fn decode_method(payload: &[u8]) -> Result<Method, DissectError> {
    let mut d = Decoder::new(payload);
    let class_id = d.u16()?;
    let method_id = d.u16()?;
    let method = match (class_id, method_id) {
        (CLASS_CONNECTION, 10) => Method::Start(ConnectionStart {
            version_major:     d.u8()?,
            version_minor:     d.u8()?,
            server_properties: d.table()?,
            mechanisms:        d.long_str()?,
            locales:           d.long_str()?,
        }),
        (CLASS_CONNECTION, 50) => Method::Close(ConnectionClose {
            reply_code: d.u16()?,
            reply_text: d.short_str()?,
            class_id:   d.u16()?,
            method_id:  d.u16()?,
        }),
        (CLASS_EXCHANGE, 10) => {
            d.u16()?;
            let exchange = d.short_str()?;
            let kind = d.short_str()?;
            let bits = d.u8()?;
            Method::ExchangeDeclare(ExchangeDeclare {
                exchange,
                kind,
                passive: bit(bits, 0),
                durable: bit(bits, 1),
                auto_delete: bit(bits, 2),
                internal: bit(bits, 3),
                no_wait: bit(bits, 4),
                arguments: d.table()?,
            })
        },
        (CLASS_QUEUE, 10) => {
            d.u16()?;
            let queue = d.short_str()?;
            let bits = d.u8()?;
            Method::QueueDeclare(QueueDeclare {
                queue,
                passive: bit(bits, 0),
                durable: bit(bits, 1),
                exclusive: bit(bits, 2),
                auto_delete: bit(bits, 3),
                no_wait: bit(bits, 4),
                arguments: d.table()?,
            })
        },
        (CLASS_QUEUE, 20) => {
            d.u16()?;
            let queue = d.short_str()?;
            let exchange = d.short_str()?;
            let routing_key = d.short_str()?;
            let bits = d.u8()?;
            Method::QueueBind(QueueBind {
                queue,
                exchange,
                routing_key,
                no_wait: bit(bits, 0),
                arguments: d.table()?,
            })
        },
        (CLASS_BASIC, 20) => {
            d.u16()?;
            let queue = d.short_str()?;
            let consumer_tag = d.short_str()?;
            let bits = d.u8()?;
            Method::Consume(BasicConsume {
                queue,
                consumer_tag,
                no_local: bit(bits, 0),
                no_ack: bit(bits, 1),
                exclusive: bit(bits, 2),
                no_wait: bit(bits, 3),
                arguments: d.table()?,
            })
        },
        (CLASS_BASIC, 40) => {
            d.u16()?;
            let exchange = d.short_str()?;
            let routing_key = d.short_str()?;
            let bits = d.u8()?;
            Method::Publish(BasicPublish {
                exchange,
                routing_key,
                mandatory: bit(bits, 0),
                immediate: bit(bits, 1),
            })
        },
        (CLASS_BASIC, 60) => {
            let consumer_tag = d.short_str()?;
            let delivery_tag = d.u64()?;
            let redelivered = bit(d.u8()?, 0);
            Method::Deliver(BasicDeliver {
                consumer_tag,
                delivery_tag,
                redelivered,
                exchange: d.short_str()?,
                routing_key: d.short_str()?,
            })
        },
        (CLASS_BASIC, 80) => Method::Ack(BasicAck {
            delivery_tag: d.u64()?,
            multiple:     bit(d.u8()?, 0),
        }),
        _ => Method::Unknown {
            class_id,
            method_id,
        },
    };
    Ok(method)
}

#### About this exercise
All the records are to be transcribed exactly, with no line missing.

#### Reply to the exercise
fn decode_method(payload: &[u8]) -> Result<Method, DissectError> {
    let mut d = Decoder::new(payload);
    let class_id = d.u16()?;
    let method_id = d.u16()?;
    let method = match (class_id, method_id) {
        (CLASS_CONNECTION, 10) => Method::Start(ConnectionStart {
            version_major:     d.u8()?,
            version_minor:     d.u8()?,
            server_properties: d.table()?,
            mechanisms:        d.long_str()?,
            locales:           d.long_str()?,
        }),
        (CLASS_CONNECTION, 50) => Method::Close(ConnectionClose {
            reply_code: d.u16()?,
            reply_text: d.short_str()?,
            class_id:   d.u16()?,
            method_id:  d.u16()?,
        }),
        (CLASS_EXCHANGE, 10) => {
            d.u16()?;
            let exchange = d.short_str()?;
            let kind = d.short_str()?;
            let bits = d.u8()?;
            Method::ExchangeDeclare(ExchangeDeclare {
                exchange,
                kind,
                passive: bit(bits, 0),
                durable: bit(bits, 1),
                auto_delete: bit(bits, 2),
                internal: bit(bits, 3),
                no_wait: bit(bits, 4),
                arguments: d.table()?,
            })
        },
        (CLASS_QUEUE, 10) => {
            d.u16()?;
            let queue = d.short_str()?;
            let bits = d.u8()?;
            Method::QueueDeclare(QueueDeclare {
                queue,
                passive: bit(bits, 0),
                durable: bit(bits, 1),
                exclusive: bit(bits, 2),
                auto_delete: bit(bits, 3),
                no_wait: bit(bits, 4),
                arguments: d.table()?,
            })
        },
        (CLASS_QUEUE, 20) => {
            d.u16()?;
            let queue = d.short_str()?;
            let exchange = d.short_str()?;
            let routing_key = d.short_str()?;
            let bits = d.u8()?;
            Method::QueueBind(QueueBind {
                queue,
                exchange,
                routing_key,
                no_wait: bit(bits, 0),
                arguments: d.table()?,
            })
        },
        (CLASS_BASIC, 20) => {
            d.u16()?;
            let queue = d.short_str()?;
            let consumer_tag = d.short_str()?;
            let bits = d.u8()?;
            Method::Consume(BasicConsume {
                queue,
                consumer_tag,
                no_local: bit(bits, 0),
                no_ack: bit(bits, 1),
                exclusive: bit(bits, 2),
                no_wait: bit(bits, 3),
                arguments: d.table()?,
            })
        },
        (CLASS_BASIC, 40) => {
            d.u16()?;
            let exchange = d.short_str()?;
            let routing_key = d.short_str()?;
            let bits = d.u8()?;
            Method::Publish(BasicPublish {
                exchange,
                routing_key,
                mandatory: bit(bits, 0),
                immediate: bit(bits, 1),
            })
        },
        (CLASS_BASIC, 60) => {
            let consumer_tag = d.short_str()?;
            let delivery_tag = d.u64()?;
            let redelivered = bit(d.u8()?, 0);
            Method::Deliver(BasicDeliver {
                consumer_tag,
                delivery_tag,
                redelivered,
                exchange: d.short_str()?,
                routing_key: d.short_str()?,
            })
        },
        (CLASS_BASIC, 80) => Method::Ack(BasicAck {
            delivery_tag: d.u64()?,
            multiple:     bit(d.u8()?, 0),
        }),
        _ => Method::Unknown {
            class_id,
            method_id,
        },
    };
    Ok(method)
}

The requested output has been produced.